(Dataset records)

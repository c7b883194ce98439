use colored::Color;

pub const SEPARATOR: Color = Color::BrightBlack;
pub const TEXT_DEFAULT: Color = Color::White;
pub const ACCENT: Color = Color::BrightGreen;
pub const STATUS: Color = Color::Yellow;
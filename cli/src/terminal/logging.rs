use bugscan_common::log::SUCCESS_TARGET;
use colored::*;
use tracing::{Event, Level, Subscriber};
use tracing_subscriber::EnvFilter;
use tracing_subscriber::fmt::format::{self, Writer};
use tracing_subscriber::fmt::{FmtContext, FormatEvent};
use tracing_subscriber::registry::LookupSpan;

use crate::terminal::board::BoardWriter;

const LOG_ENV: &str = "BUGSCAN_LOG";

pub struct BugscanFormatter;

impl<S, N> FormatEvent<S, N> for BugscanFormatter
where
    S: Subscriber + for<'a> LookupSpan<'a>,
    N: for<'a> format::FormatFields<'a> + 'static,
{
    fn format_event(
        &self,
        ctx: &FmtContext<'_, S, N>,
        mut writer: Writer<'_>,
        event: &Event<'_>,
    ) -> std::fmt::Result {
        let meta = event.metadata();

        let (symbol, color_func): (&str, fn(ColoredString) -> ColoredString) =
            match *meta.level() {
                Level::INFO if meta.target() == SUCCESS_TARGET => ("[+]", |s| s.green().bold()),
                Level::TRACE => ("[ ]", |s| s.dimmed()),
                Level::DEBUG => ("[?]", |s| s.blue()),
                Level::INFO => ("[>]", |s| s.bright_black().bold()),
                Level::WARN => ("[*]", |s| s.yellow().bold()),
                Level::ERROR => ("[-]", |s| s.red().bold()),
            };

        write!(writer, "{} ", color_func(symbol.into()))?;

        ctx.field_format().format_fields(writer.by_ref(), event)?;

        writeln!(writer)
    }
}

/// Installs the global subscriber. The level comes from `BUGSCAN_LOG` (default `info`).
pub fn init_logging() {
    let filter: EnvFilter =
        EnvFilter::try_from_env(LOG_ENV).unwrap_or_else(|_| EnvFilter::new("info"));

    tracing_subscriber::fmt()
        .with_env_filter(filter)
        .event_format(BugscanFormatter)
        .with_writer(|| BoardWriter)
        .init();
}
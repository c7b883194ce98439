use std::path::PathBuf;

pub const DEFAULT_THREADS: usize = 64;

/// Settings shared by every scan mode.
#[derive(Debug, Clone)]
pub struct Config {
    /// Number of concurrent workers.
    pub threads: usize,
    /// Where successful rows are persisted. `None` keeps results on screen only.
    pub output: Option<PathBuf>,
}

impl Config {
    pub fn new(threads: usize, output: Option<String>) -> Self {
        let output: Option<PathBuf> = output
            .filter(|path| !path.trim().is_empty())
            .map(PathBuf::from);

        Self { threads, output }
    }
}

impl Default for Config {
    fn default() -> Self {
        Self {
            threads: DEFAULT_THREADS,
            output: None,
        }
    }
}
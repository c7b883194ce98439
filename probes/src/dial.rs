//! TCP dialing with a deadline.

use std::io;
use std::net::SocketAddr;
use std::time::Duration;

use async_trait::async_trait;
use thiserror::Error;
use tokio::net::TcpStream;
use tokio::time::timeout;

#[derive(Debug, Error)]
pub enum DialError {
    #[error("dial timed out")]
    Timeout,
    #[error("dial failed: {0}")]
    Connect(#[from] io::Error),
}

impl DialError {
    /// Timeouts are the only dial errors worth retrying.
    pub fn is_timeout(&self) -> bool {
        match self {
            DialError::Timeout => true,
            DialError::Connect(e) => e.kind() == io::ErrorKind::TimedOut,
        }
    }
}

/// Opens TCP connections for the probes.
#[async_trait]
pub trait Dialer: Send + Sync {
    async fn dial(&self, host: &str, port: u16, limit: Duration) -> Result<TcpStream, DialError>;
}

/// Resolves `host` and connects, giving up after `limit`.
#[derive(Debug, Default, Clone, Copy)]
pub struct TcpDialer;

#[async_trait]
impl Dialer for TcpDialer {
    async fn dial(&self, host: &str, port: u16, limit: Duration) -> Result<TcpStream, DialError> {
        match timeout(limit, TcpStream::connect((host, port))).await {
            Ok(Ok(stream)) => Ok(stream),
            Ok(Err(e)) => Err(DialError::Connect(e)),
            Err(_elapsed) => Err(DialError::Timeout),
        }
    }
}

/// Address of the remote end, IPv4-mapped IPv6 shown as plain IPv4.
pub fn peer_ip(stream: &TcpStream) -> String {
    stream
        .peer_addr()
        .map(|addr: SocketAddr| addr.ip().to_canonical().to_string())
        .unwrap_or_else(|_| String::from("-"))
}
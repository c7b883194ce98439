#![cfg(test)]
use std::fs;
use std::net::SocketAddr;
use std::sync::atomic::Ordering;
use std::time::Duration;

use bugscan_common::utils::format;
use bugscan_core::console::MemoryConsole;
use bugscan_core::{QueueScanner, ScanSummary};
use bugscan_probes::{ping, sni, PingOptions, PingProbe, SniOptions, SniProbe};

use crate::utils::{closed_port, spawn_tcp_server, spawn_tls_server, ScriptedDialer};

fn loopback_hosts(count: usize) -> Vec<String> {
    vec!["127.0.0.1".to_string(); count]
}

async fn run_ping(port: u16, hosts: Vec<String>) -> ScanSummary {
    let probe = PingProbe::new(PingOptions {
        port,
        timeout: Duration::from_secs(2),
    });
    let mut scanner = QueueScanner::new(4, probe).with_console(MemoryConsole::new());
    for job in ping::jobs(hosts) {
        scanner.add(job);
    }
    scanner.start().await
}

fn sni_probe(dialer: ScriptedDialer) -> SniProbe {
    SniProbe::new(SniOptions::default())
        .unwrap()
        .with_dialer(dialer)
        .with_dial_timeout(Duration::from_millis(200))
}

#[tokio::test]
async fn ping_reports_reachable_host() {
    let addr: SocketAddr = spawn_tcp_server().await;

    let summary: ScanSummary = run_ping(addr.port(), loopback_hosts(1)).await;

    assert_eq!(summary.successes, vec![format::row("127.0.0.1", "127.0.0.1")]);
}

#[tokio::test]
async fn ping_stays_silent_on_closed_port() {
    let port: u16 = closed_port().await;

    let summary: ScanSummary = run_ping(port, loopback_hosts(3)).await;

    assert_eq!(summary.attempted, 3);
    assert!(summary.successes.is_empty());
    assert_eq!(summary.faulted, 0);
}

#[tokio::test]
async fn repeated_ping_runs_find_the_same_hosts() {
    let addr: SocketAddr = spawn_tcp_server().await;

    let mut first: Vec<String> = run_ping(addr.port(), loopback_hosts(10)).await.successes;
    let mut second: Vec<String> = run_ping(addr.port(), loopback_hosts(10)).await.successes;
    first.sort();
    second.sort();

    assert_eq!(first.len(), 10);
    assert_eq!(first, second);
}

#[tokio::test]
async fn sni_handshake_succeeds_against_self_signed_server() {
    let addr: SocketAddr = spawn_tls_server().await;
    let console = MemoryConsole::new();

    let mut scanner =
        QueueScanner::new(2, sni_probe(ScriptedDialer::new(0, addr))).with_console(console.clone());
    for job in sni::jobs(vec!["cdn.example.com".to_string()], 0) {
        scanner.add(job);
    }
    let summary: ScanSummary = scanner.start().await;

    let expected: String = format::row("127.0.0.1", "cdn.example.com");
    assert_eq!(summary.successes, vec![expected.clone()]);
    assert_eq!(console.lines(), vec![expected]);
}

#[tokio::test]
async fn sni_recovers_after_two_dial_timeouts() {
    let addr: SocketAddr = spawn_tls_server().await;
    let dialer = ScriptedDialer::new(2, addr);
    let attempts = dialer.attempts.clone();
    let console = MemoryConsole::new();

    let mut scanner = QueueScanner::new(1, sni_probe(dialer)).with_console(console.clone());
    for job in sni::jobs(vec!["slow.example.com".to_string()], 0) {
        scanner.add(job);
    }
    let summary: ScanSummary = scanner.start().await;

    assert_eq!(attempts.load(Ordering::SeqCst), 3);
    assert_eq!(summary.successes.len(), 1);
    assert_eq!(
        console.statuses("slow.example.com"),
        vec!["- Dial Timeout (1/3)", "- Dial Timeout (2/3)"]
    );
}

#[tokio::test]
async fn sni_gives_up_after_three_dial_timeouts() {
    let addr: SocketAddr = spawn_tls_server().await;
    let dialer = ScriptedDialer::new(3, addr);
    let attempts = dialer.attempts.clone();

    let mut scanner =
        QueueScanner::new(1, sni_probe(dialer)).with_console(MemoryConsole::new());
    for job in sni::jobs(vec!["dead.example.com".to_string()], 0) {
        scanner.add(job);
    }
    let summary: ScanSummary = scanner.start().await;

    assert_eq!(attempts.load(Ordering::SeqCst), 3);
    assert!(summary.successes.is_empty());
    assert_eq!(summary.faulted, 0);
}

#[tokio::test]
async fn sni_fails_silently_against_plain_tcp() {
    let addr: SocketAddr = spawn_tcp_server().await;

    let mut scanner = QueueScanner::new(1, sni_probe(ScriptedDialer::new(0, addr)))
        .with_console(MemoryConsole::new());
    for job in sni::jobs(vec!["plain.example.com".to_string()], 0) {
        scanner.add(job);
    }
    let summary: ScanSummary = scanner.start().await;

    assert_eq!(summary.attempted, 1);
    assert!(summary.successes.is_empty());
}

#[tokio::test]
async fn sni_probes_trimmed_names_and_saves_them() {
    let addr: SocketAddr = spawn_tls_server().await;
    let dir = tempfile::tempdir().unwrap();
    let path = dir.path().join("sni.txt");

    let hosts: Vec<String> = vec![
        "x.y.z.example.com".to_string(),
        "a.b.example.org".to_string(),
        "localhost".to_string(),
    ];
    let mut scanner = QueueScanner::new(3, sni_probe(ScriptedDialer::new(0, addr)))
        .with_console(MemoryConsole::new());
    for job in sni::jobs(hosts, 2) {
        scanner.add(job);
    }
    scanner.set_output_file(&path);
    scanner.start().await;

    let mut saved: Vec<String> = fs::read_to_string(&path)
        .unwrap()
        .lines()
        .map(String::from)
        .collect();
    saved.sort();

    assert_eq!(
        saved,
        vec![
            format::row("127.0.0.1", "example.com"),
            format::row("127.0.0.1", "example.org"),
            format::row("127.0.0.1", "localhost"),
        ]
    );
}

- _Your instructions_
Show every line of the data that includes the string "only".

- _Result for this task_
    /// Where successful rows are persisted. `None` keeps results on screen only.
    /// Timeouts are the only dial errors worth retrying.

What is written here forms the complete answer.